91Ó°ÊÓ

When dealing with shapes like spheres in multivariable calculus, spherical coordinates are incredibly useful to simplify calculations. In this system, each point in space is represented by three parameters:

• \( \rho \) (the radial distance from the origin),
• \( \phi \) (the angle from the positive z-axis),
• \( \theta \) (the angle from the positive x-axis in the xy-plane).

This coordinate system elegantly expresses surfaces and volumes of spheres which simplifies integrals. In the case of a unit sphere centered at the origin, for example, the radius \( \rho \) ranges from 0 to 1. The angle \( \phi \) sweeps from 0 to \( \pi/2 \) for the upper hemisphere, and \( \theta \) rotates from 0 to \( 2\pi \).
One can determine the volume of a section of the sphere using the volume integral in spherical coordinates: \[ V = \int_{0}^{2\pi} \int_{0}^{\pi/2} \int_{0}^{1} \rho^2 \sin\phi \, d\rho \, d\phi \, d\theta. \]
This triple integral incorporates factors that account for volume stretching in spherical geometry.

Cylindrical coordinates are fitting for problems involving cylindrical symmetry, like cones or cylinders. In this system, a point in space is determined by:

• \( r \) (the radial distance from the z-axis),
• \( \theta \) (the angle within the xy-plane from the positive x-axis),
• \( z \) (the height along the z-axis).

This coordinate system is especially useful when dealing with problems like computing the volume of cones. The equation \((z - 1)^2 = x^2 + y^2\) describes a double cone centered on the z-axis. Using cylindrical coordinates, \(r^2 = x^2 + y^2 = (z - 1)^2\), helps simplify the volume calculation of such geometric structures by defining the bounds for \( r \) and \( z \).
The volume integral for a cone in cylindrical coordinates is expressed as: \[ V = \int_{0}^{2\pi} \int_{0}^{2} \int_{0}^{z-1} r \, dr \, dz \, d\theta. \] This fairly straightforward integration handles radial symmetry which is typical in conical volumes.

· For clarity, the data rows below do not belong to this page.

use std::collections::HashMap;

use serde::{Deserialize, Serialize};

use crate::error::ParseError;

/// Path suffix marking interface-definition files. Exact, case-sensitive.
pub const API_SUFFIX: &str = ".aidl";

/// One classified line of `git log --pretty=raw --stat` output.
#[derive(Debug, PartialEq, Eq)]
pub enum LogRecord<'a> {
    Commit(&'a str),
    Author { timestamp: i64 },
    Committer { timestamp: i64 },
    Message(&'a str),
    FileStat { path: &'a str, plus: bool, minus: bool },
    Other,
}

/// Classify one log line. Keeps the raw-format coupling in one place; the
/// accumulator in [`scan`] only sees tagged records.
pub fn parse_record(line: &str) -> Result<LogRecord<'_>, ParseError> {
    if let Some(rest) = line.strip_prefix("commit ") {
        let id = rest.split_whitespace().next().unwrap_or("");
        if id.is_empty() || !id.bytes().all(|b| b.is_ascii_hexdigit()) {
            return Err(ParseError::LogLine(line.to_string()));
        }
        return Ok(LogRecord::Commit(id));
    }
    if let Some(rest) = line.strip_prefix("author ") {
        let timestamp =
            ident_timestamp(rest).ok_or_else(|| ParseError::LogLine(line.to_string()))?;
        return Ok(LogRecord::Author { timestamp });
    }
    if let Some(rest) = line.strip_prefix("committer ") {
        let timestamp =
            ident_timestamp(rest).ok_or_else(|| ParseError::LogLine(line.to_string()))?;
        return Ok(LogRecord::Committer { timestamp });
    }
    if let Some(text) = line.strip_prefix("    ") {
        return Ok(LogRecord::Message(text));
    }
    if line.starts_with(' ') {
        // --stat block: " path | 3 ++-" per file, then a summary line
        if let Some((path, tail)) = line.split_once(" | ") {
            let tail = tail.trim();
            if tail.starts_with("Bin") {
                return Ok(LogRecord::FileStat {
                    path: path.trim(),
                    plus: false,
                    minus: false,
                });
            }
            return Ok(LogRecord::FileStat {
                path: path.trim(),
                plus: tail.contains('+'),
                minus: tail.contains('-'),
            });
        }
        return Ok(LogRecord::Other);
    }
    if line.is_empty()
        || line.starts_with("tree ")
        || line.starts_with("parent ")
        || line.starts_with("gpgsig")
        || line.starts_with("mergetag")
        || line.starts_with("encoding ")
    {
        return Ok(LogRecord::Other);
    }
    Err(ParseError::LogLine(line.to_string()))
}

/// `Name <email> <unix-ts> <tz>` -> unix-ts
fn ident_timestamp(ident: &str) -> Option<i64> {
    let mut fields = ident.rsplitn(3, ' ');
    let _tz = fields.next()?;
    fields.next()?.parse().ok()
}

#[derive(Debug, Clone, Serialize, Deserialize)]
pub struct CommitMeta {
    pub id: String,
    pub summary: String,
    pub author_ts: i64,
    pub committer_ts: i64,
    pub change_id: Option<String>,
    /// Commit touches at least one interface-definition file.
    pub touches_api: bool,
    /// ...and at least one of those touches deletes lines.
    pub api_deletions: bool,
}

impl CommitMeta {
    fn new(id: &str) -> Self {
        CommitMeta {
            id: id.to_string(),
            summary: String::new(),
            author_ts: 0,
            committer_ts: 0,
            change_id: None,
            touches_api: false,
            api_deletions: false,
        }
    }
}

/// Per-commit metadata for one scanned revision range, in log order
/// (newest first).
#[derive(Debug, Default)]
pub struct CommitIndex {
    order: Vec<String>,
    map: HashMap<String, CommitMeta>,
}

impl CommitIndex {
    pub fn len(&self) -> usize {
        self.order.len()
    }

    pub fn is_empty(&self) -> bool {
        self.order.is_empty()
    }

    pub fn contains(&self, id: &str) -> bool {
        self.map.contains_key(id)
    }

    pub fn get(&self, id: &str) -> Option<&CommitMeta> {
        self.map.get(id)
    }

    /// Commit ids, newest first.
    pub fn ids(&self) -> impl DoubleEndedIterator<Item = &str> + '_ {
        self.order.iter().map(String::as_str)
    }

    /// Exact id lookup, falling back to a unique-prefix match. Blame's
    /// boundary marker eats one digit of the id (see [`crate::blame`]),
    /// so anchor candidates can come back one character short.
    pub fn resolve(&self, id: &str) -> Option<&str> {
        if let Some((key, _)) = self.map.get_key_value(id) {
            return Some(key.as_str());
        }
        if id.len() < 7 {
            return None;
        }
        let mut found = None;
        for key in self.map.keys() {
            if key.starts_with(id) {
                if found.is_some() {
                    return None;
                }
                found = Some(key.as_str());
            }
        }
        found
    }

    /// Change identifier -> commit id. Newest occurrence wins.
    pub fn change_id_lookup(&self) -> HashMap<String, String> {
        let mut lookup = HashMap::new();
        for id in &self.order {
            if let Some(meta) = self.map.get(id) {
                if let Some(change_id) = &meta.change_id {
                    lookup
                        .entry(change_id.clone())
                        .or_insert_with(|| id.clone());
                }
            }
        }
        lookup
    }
}

/// Single linear scan of a raw commit log, accumulating per-commit
/// metadata. The first non-empty message line is the summary; the first
/// `Change-Id:` trailer wins and is never overwritten.
pub fn scan(raw: &str) -> Result<CommitIndex, ParseError> {
    let mut index = CommitIndex::default();
    let mut current: Option<String> = None;

    for line in raw.lines() {
        let record = parse_record(line)?;
        if let LogRecord::Commit(id) = record {
            index.order.push(id.to_string());
            index.map.insert(id.to_string(), CommitMeta::new(id));
            current = Some(id.to_string());
            continue;
        }
        let Some(meta) = current.as_ref().and_then(|id| index.map.get_mut(id)) else {
            // header noise ahead of the first commit record
            continue;
        };
        match record {
            LogRecord::Author { timestamp } => meta.author_ts = timestamp,
            LogRecord::Committer { timestamp } => meta.committer_ts = timestamp,
            LogRecord::Message(text) => {
                let text = text.trim();
                if meta.summary.is_empty() && !text.is_empty() {
                    meta.summary = text.to_string();
                }
                if let Some(token) = text.strip_prefix("Change-Id:") {
                    let token = token.trim();
                    if !token.is_empty() && meta.change_id.is_none() {
                        meta.change_id = Some(token.to_string());
                    }
                }
            }
            LogRecord::FileStat { path, minus, .. } => {
                if path.ends_with(API_SUFFIX) {
                    meta.touches_api = true;
                    if minus {
                        meta.api_deletions = true;
                    }
                }
            }
            LogRecord::Commit(_) | LogRecord::Other => {}
        }
    }
    Ok(index)
}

The concept of calculating the volume of a sphere in multivariable calculus typically involves spherical coordinates due to their symmetry. A sphere's volume is often derived by integrating over its interior.
For example, for a unit sphere centered at the origin, the volume can be computed using the integral: \[ \int_{0}^{2\pi} \int_{0}^{\pi} \int_{0}^{1} \rho^2 \sin \phi \, d\rho \, d\phi \, d\theta. \]
This setup involves slicing the sphere with planes perpendicular to the z-axis, representing each 'slice' in computer as elements of volume. The integral yields the well-known formula for the volume of a sphere: \( V = \frac{4}{3}\pi r^3 \).
In calculations involving only the upper half (hemisphere) of the sphere, the integration of the limits of \( \phi \) is adjusted, like \[ \phi: 0 \rightarrow \frac{\pi}{2}. \]
which adjusts the resultant volume to half of the complete sphere, reflecting how only part of the sphere is being considered.

To find the volume of a cone, one can utilize either cylindrical or spherical coordinates depending on the context. In this exercise, cylindrical coordinates provide a straightforward path as they naturally align with the cone's symmetry.
A cone's general equation can be represented in cylindrical coordinates based on radius \( r \) and height \( z \). For instance, a double cone equation like \((z-1)^2 = x^2 + y^2\) translates to \( r = z - 1 \) in cylindrical form, making it simple to define integrals.
The volume of a cone in cylindrical coordinates is calculated via the following volume integral: \[ V = \int_{0}^{2\pi} \int_{0}^{h} \int_{0}^{z-1} r \, dr \, dz \, d\theta \]where \( h \) is the maximum height above the base plane. For rotational symmetric structures like cones, cylindrical coordinates help condense complexity into manageability in the integration process, producing, ultimately, the formula \( V = \frac{1}{3} \pi r^2 h \). This expression comes from evaluating the above integral, confirming the conical volume is one-third of the cylinder with the same height and base radius.